# TRY IT
Examine the data line by line and report how many lines include the word "every", with no additional output.

# SOURCE DATA

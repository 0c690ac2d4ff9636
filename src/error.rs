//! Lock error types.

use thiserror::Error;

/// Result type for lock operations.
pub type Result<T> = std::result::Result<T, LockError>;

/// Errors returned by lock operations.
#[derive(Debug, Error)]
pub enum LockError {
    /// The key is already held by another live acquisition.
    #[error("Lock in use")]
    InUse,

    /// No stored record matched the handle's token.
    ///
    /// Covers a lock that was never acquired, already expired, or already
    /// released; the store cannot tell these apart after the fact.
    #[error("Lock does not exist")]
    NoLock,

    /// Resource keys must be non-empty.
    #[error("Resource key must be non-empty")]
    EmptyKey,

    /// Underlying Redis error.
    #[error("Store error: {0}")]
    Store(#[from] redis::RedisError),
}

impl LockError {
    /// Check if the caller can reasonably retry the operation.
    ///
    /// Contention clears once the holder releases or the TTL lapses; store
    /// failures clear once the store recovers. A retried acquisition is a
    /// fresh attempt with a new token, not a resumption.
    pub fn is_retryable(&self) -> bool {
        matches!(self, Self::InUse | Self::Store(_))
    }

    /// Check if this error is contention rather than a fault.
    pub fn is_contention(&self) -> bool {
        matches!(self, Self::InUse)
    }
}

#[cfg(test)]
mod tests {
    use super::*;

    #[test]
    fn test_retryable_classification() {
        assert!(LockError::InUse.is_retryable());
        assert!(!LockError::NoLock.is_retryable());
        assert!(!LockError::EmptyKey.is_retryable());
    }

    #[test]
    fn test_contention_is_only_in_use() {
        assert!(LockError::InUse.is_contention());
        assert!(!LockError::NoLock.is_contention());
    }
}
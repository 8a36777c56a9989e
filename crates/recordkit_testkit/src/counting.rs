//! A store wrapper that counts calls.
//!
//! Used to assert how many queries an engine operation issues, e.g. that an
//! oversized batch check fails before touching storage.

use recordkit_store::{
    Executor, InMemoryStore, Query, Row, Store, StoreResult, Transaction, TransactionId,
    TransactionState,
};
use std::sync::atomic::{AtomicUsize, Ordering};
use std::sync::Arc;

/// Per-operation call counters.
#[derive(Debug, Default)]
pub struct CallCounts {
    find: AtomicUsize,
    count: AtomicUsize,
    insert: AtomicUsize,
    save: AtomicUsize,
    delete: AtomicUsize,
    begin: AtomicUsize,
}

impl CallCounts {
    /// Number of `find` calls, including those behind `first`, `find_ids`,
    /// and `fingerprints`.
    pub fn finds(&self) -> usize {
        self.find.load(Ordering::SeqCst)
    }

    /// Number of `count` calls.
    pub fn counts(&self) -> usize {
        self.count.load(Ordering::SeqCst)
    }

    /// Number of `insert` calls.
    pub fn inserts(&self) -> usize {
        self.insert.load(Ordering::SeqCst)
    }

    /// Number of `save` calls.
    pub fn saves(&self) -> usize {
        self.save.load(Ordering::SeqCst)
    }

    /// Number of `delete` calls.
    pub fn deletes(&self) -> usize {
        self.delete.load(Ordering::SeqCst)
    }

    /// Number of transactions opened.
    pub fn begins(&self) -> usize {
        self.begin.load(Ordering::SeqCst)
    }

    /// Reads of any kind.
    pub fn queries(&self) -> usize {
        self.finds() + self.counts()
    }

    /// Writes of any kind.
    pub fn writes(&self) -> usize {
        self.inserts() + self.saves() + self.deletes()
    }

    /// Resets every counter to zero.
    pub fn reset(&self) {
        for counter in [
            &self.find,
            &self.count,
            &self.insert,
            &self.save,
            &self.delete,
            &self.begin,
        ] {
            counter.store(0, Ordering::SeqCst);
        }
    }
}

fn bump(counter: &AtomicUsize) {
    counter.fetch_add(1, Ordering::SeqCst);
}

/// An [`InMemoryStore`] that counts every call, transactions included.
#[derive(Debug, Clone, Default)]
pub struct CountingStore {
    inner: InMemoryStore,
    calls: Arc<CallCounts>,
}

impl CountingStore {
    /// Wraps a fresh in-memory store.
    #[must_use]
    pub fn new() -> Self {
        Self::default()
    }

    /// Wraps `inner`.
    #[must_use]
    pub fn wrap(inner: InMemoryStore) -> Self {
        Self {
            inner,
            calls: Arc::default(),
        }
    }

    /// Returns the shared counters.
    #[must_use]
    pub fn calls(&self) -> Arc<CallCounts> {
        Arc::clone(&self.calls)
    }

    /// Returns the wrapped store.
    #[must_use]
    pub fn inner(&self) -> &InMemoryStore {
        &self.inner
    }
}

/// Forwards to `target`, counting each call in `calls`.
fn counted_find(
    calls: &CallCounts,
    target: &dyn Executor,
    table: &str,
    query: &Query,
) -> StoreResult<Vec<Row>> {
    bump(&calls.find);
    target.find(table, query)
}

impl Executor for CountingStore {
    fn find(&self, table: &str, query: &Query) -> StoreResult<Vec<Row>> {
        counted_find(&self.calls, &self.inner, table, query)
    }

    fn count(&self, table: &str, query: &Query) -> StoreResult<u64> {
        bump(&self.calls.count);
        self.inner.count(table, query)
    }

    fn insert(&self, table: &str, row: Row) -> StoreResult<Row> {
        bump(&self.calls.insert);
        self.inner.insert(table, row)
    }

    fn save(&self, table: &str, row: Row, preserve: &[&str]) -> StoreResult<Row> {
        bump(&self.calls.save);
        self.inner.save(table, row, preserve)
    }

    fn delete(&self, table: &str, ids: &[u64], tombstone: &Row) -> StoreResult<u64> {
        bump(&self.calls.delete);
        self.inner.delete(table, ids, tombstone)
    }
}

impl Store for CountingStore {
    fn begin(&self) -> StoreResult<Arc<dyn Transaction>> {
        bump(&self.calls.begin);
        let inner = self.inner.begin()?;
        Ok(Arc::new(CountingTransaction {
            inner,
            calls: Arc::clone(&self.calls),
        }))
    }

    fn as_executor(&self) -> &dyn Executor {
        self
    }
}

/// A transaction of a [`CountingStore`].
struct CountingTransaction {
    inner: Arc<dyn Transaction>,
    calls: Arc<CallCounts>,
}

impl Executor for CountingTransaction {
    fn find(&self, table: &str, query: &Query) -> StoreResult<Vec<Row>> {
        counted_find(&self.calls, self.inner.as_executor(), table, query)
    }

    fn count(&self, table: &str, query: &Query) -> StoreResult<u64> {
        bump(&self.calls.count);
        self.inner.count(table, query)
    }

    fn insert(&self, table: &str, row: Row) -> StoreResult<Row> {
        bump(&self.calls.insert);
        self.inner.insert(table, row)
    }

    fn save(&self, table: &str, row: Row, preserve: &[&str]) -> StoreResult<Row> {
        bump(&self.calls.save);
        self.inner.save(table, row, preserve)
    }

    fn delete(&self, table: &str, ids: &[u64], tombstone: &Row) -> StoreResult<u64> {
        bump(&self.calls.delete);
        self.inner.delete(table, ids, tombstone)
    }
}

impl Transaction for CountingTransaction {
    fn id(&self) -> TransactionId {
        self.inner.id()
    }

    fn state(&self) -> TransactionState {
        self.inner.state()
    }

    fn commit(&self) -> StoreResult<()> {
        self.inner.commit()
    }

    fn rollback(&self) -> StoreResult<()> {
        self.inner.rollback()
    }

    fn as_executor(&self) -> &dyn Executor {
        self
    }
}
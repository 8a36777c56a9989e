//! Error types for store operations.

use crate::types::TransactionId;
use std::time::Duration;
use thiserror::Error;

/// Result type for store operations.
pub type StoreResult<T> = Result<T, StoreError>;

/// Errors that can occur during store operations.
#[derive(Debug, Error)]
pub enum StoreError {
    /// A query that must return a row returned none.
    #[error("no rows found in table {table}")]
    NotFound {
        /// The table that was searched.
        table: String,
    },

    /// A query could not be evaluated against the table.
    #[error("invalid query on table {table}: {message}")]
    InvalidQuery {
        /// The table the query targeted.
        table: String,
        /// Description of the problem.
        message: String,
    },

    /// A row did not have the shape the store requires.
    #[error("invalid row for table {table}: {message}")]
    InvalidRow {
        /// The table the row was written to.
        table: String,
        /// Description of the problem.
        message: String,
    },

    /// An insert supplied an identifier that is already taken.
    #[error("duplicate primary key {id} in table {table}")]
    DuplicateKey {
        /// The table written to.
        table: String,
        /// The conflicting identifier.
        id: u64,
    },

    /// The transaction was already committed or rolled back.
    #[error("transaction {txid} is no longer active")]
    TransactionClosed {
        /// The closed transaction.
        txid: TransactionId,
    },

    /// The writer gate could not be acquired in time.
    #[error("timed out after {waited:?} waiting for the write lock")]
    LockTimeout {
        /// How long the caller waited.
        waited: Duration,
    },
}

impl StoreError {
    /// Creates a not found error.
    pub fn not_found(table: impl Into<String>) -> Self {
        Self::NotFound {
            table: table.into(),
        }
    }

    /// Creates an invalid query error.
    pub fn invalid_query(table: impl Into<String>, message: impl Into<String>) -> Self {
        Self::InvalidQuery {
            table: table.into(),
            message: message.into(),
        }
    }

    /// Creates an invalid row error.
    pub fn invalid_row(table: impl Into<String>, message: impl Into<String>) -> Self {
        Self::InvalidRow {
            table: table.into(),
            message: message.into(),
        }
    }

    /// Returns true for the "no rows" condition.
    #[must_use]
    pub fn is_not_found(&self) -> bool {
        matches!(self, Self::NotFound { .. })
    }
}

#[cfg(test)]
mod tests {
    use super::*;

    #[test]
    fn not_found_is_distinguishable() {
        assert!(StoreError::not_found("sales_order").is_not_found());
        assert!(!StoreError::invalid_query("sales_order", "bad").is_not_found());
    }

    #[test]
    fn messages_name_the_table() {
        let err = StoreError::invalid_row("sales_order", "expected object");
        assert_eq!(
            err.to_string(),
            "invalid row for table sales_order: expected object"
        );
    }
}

# RESULT
2